Spurgeon: April AM
* 04/15/AM
"My God, my God, why hast Thou forsaken me?"
--Psalm 22:1
We here behold the Saviour in the depth of His sorrows. No
other place so well shows the griefs of Christ as Calvary, and
no other moment at Calvary is so full of agony as that in which
His cry rends the air--"My God, my God, why hast Thou forsaken
me?" At this moment physical weakness was united with acute
mental torture from the shame and ignominy through which He had
to pass; and to make His grief culminate with emphasis, He
suffered spiritual agony surpassing all expression, resulting
from the departure of His Father's presence. This was the black
midnight of His horror; then it was that He descended the abyss
of suffering. No man can enter into the full meaning of these
words.

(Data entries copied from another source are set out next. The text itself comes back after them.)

impl Precedence {
    pub fn of(kind: TokenKind) -> Precedence {
        match kind {
            TokenKind::Eq | TokenKind::NotEq => Precedence::Equals,
            TokenKind::Lt | TokenKind::Gt => Precedence::LessGreater,
            TokenKind::Plus | TokenKind::Minus => Precedence::Sum,
            TokenKind::Asterisk | TokenKind::Slash => Precedence::Product,
            TokenKind::LParen => Precedence::Call,
            TokenKind::LBracket => Precedence::Index,
            _ => Precedence::Lowest,
        }
    }
}

type PrefixRule = fn(&mut Parser) -> Option<Expression>;
type InfixRule = fn(&mut Parser, Expression) -> Option<Expression>;

/// Pratt parser for ape.
///
/// The parser pulls tokens from the lexer on demand, keeping one token of
/// lookahead (`peek`). Syntax errors never abort the parse: each one is
/// recorded in `errors` and the offending production yields `None`, so a
/// node whose required child failed is never built.
///
/// Invariant shared by every `parse_*` method: it is entered with `current`
/// on the first token of its construct and leaves `current` on the last
/// token it consumed.
pub struct Parser {
    lexer: Lexer,
    current: Token,
    peek: Token,
    errors: Vec<ParserError>,
}

impl Parser {
    /// Creates a parser and primes `current` and `peek`.
    pub fn new(mut lexer: Lexer) -> Self {
        let current = lexer.next_token();
        let peek = lexer.next_token();
        Parser {
            lexer,
            current,
            peek,
            errors: Vec::new(),
        }
    }

    /// Diagnostics recorded so far, in source order.
    pub fn errors(&self) -> &[ParserError] {
        &self.errors
    }

    pub fn into_errors(self) -> Vec<ParserError> {
        self.errors
    }

    fn next_token(&mut self) {
        let next = self.lexer.next_token();
        self.current = std::mem::replace(&mut self.peek, next);
    }

    fn error(&mut self, message: String, span: Span) {
        self.errors.push(ParserError::new(message, span));
    }

    /// Advances if the peek token has the expected kind, otherwise records
    /// `expected next token to be ...` at the peek token.
    fn expect_peek(&mut self, kind: TokenKind) -> Option<()> {
        if self.peek.is(kind) {
            self.next_token();
            Some(())
        } else {
            self.error(
                format!("expected next token to be {}, got {} instead", kind, self.peek.kind),
                self.peek.span,
            );
            None
        }
    }

    fn peek_precedence(&self) -> Precedence {
        Precedence::of(self.peek.kind)
    }

    fn current_precedence(&self) -> Precedence {
        Precedence::of(self.current.kind)
    }

    /// Parses statements until end of input.
    ///
    /// Every iteration moves past at least one token, so malformed input
    /// cannot stall the loop.
    pub fn parse_program(&mut self) -> Program {
        let mut program = Program::default();

        while !self.current.is(TokenKind::Eof) {
            if let Some(stmt) = self.parse_statement() {
                program.statements.push(stmt);
            }
            self.next_token();
        }

        program
    }

    fn parse_statement(&mut self) -> Option<Statement> {
        match self.current.kind {
            TokenKind::Let => self.parse_let_statement(),
            TokenKind::Return => self.parse_return_statement(),
            TokenKind::LBrace => Some(Statement::Block(self.parse_block_statement())),
            _ => self.parse_expression_statement(),
        }
    }

    /// ```text
    /// let <ident> = <expr> [;]
    /// ```
    fn parse_let_statement(&mut self) -> Option<Statement> {
        let token = self.current.clone();

        self.expect_peek(TokenKind::Ident)?;
        let name = Identifier::new(self.current.clone());

        self.expect_peek(TokenKind::Assign)?;
        self.next_token();

        let value = self.parse_expression(Precedence::Lowest)?;
        self.skip_semicolons();

        Some(Statement::Let { token, name, value })
    }

    /// ```text
    /// return [<expr>] [;]
    /// ```
    ///
    /// The value is absent when `return` is directly followed by `;`, `}`
    /// or end of input.
    fn parse_return_statement(&mut self) -> Option<Statement> {
        let token = self.current.clone();

        let value = match self.peek.kind {
            TokenKind::Semicolon | TokenKind::RBrace | TokenKind::Eof => None,
            _ => {
                self.next_token();
                Some(self.parse_expression(Precedence::Lowest)?)
            }
        };
        self.skip_semicolons();

        Some(Statement::Return { token, value })
    }

    fn parse_expression_statement(&mut self) -> Option<Statement> {
        let token = self.current.clone();
        let expression = self.parse_expression(Precedence::Lowest)?;

        if self.peek.is(TokenKind::Semicolon) {
            self.next_token();
        }

        Some(Statement::Expression { token, expression })
    }

    fn skip_semicolons(&mut self) {
        while self.peek.is(TokenKind::Semicolon) {
            self.next_token();
        }
    }

    /// Parses `{ <stmt>* }`, stopping at the closing brace or end of input.
    /// Leaves `current` on the `}` (or `Eof`).
    fn parse_block_statement(&mut self) -> BlockStatement {
        let token = self.current.clone();
        let mut statements = Vec::new();

        self.next_token();
        while !self.current.is(TokenKind::RBrace) && !self.current.is(TokenKind::Eof) {
            if let Some(stmt) = self.parse_statement() {
                statements.push(stmt);
            }
            self.next_token();
        }

        BlockStatement { token, statements }
    }

    /// Core Pratt loop: a prefix rule for the current token, then infix rules
    /// for as long as the next operator binds tighter than `precedence`.
    fn parse_expression(&mut self, precedence: Precedence) -> Option<Expression> {
        let Some(prefix) = prefix_rule(self.current.kind) else {
            self.error(
                format!("no prefix parse function for {} found", self.current.kind),
                self.current.span,
            );
            return None;
        };
        let mut left = prefix(self)?;

        while !self.peek.is(TokenKind::Semicolon) && precedence < self.peek_precedence() {
            let Some(infix) = infix_rule(self.peek.kind) else {
                return Some(left);
            };
            self.next_token();
            left = infix(self, left)?;
        }

        Some(left)
    }

    fn parse_identifier(&mut self) -> Option<Expression> {
        Some(Expression::Identifier(Identifier::new(self.current.clone())))
    }

    fn parse_integer_literal(&mut self) -> Option<Expression> {
        let token = self.current.clone();
        match token.literal.parse::<i64>() {
            Ok(value) => Some(Expression::Integer { token, value }),
            Err(_) => {
                self.error(format!("could not parse {} as integer", token.literal), token.span);
                None
            }
        }
    }

    fn parse_string_literal(&mut self) -> Option<Expression> {
        let token = self.current.clone();
        let value = token.literal.clone();
        Some(Expression::String { token, value })
    }

    fn parse_boolean(&mut self) -> Option<Expression> {
        let token = self.current.clone();
        let value = token.is(TokenKind::True);
        Some(Expression::Boolean { token, value })
    }

    fn parse_prefix_expression(&mut self) -> Option<Expression> {
        let token = self.current.clone();
        let operator = PrefixOperator::from_token(token.kind)?;

        self.next_token();
        let right = self.parse_expression(Precedence::Prefix)?;

        Some(Expression::Prefix {
            token,
            operator,
            right: Box::new(right),
        })
    }

    fn parse_infix_expression(&mut self, left: Expression) -> Option<Expression> {
        let token = self.current.clone();
        let operator = InfixOperator::from_token(token.kind)?;
        let precedence = self.current_precedence();

        self.next_token();
        let right = self.parse_expression(precedence)?;

        Some(Expression::Infix {
            token,
            operator,
            left: Box::new(left),
            right: Box::new(right),
        })
    }

    fn parse_grouped_expression(&mut self) -> Option<Expression> {
        self.next_token();
        let expr = self.parse_expression(Precedence::Lowest)?;
        self.expect_peek(TokenKind::RParen)?;
        Some(expr)
    }

    /// Shared head of `if` and `for`: `( <cond> ) {`, leaving `current` on
    /// the opening brace.
    fn parse_condition(&mut self) -> Option<Expression> {
        self.expect_peek(TokenKind::LParen)?;
        self.next_token();
        let condition = self.parse_expression(Precedence::Lowest)?;
        self.expect_peek(TokenKind::RParen)?;
        self.expect_peek(TokenKind::LBrace)?;
        Some(condition)
    }

    /// ```text
    /// if ( <cond> ) { ... } [else { ... }]
    /// ```
    fn parse_if_expression(&mut self) -> Option<Expression> {
        let token = self.current.clone();
        let condition = self.parse_condition()?;
        let consequence = self.parse_block_statement();

        let alternative = if self.peek.is(TokenKind::Else) {
            self.next_token();
            self.expect_peek(TokenKind::LBrace)?;
            Some(self.parse_block_statement())
        } else {
            None
        };

        Some(Expression::If {
            token,
            condition: Box::new(condition),
            consequence,
            alternative,
        })
    }

    /// ```text
    /// for ( <cond> ) { ... }
    /// ```
    fn parse_for_expression(&mut self) -> Option<Expression> {
        let token = self.current.clone();
        let condition = self.parse_condition()?;
        let body = self.parse_block_statement();

        Some(Expression::For {
            token,
            condition: Box::new(condition),
            body,
        })
    }

    /// ```text
    /// fn ( <ident>, ... ) { ... }
    /// ```
    fn parse_function_literal(&mut self) -> Option<Expression> {
        let token = self.current.clone();

        self.expect_peek(TokenKind::LParen)?;
        let params = self.parse_function_parameters()?;
        self.expect_peek(TokenKind::LBrace)?;
        let body = self.parse_block_statement();

        Some(Expression::Function {
            token,
            params,
            body,
        })
    }

    /// Entered on `(`, leaves `current` on `)`.
    fn parse_function_parameters(&mut self) -> Option<Vec<Identifier>> {
        let mut params = Vec::new();

        if self.peek.is(TokenKind::RParen) {
            self.next_token();
            return Some(params);
        }

        self.expect_peek(TokenKind::Ident)?;
        params.push(Identifier::new(self.current.clone()));

        while self.peek.is(TokenKind::Comma) {
            self.next_token();
            self.expect_peek(TokenKind::Ident)?;
            params.push(Identifier::new(self.current.clone()));
        }

        self.expect_peek(TokenKind::RParen)?;
        Some(params)
    }

    fn parse_call_expression(&mut self, function: Expression) -> Option<Expression> {
        let token = self.current.clone();
        let arguments = self.parse_expression_list(TokenKind::RParen)?;

        Some(Expression::Call {
            token,
            function: Box::new(function),
            arguments,
        })
    }

    /// Comma-separated expressions up to `end`. Entered on the opening
    /// delimiter, leaves `current` on `end`.
    fn parse_expression_list(&mut self, end: TokenKind) -> Option<Vec<Expression>> {
        let mut items = Vec::new();

        if self.peek.is(end) {
            self.next_token();
            return Some(items);
        }

        self.next_token();
        items.push(self.parse_expression(Precedence::Lowest)?);

        while self.peek.is(TokenKind::Comma) {
            self.next_token();
            self.next_token();
            items.push(self.parse_expression(Precedence::Lowest)?);
        }

        self.expect_peek(end)?;
        Some(items)
    }

    fn parse_index_expression(&mut self, left: Expression) -> Option<Expression> {
        let token = self.current.clone();

        self.next_token();
        let index = self.parse_expression(Precedence::Lowest)?;
        self.expect_peek(TokenKind::RBracket)?;

        Some(Expression::Index {
            token,
            left: Box::new(left),
            index: Box::new(index),
        })
    }

    /// ```text
    /// [ <expr>, <expr>, ... [,] ]
    /// ```
    ///
    /// A malformed element list records a diagnostic and returns the
    /// elements collected so far.
    fn parse_array_literal(&mut self) -> Option<Expression> {
        let token = self.current.clone();
        let mut elements = Vec::new();

        self.next_token();
        while !self.current.is(TokenKind::RBracket) {
            if self.current.is(TokenKind::Eof) {
                self.unterminated(TokenKind::RBracket);
                break;
            }

            let Some(element) = self.parse_expression(Precedence::Lowest) else {
                break;
            };
            elements.push(element);

            match self.peek.kind {
                TokenKind::Comma => {
                    self.next_token();
                    self.next_token();
                }
                TokenKind::RBracket => {
                    self.next_token();
                    break;
                }
                other => {
                    self.error(format!("no comma after element in array, got {}", other), self.peek.span);
                    break;
                }
            }
        }

        Some(Expression::Array { token, elements })
    }

    /// ```text
    /// {{ <expr> : <expr>, ... [,] }}
    /// ```
    ///
    /// Like arrays, a malformed pair list records a diagnostic and returns
    /// the pairs collected so far.
    fn parse_object_literal(&mut self) -> Option<Expression> {
        let token = self.current.clone();
        let mut pairs = Vec::new();

        self.next_token();
        while !self.current.is(TokenKind::RObjectBrace) {
            if self.current.is(TokenKind::Eof) {
                self.unterminated(TokenKind::RObjectBrace);
                break;
            }

            let Some(key) = self.parse_expression(Precedence::Lowest) else {
                break;
            };
            if !self.peek.is(TokenKind::Colon) {
                self.error(
                    format!("no separator found between key and value, got {}", self.peek.kind),
                    self.peek.span,
                );
                break;
            }
            self.next_token();
            self.next_token();

            let Some(value) = self.parse_expression(Precedence::Lowest) else {
                break;
            };
            pairs.push((key, value));

            match self.peek.kind {
                TokenKind::Comma => {
                    self.next_token();
                    self.next_token();
                }
                TokenKind::RObjectBrace => {
                    self.next_token();
                    break;
                }
                other => {
                    self.error(format!("no comma after element in object, got {}", other), self.peek.span);
                    break;
                }
            }
        }

        Some(Expression::Object { token, pairs })
    }

    fn unterminated(&mut self, closing: TokenKind) {
        self.error(
            format!("expected next token to be {}, got {} instead", closing, TokenKind::Eof),
            self.current.span,
        );
    }
}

Some of us think at times that we could cry, "My God,
my God, why hast Thou forsaken me?" There are seasons when the
brightness of our Father's smile is eclipsed by clouds and
darkness; but let us remember that God never does really forsake
us. It is only a seeming forsaking with us, but in Christ's case
it was a real forsaking. We grieve at a little withdrawal of our
Father's love; but the real turning away of God's face from His
Son, who shall calculate how deep the agony which it caused Him?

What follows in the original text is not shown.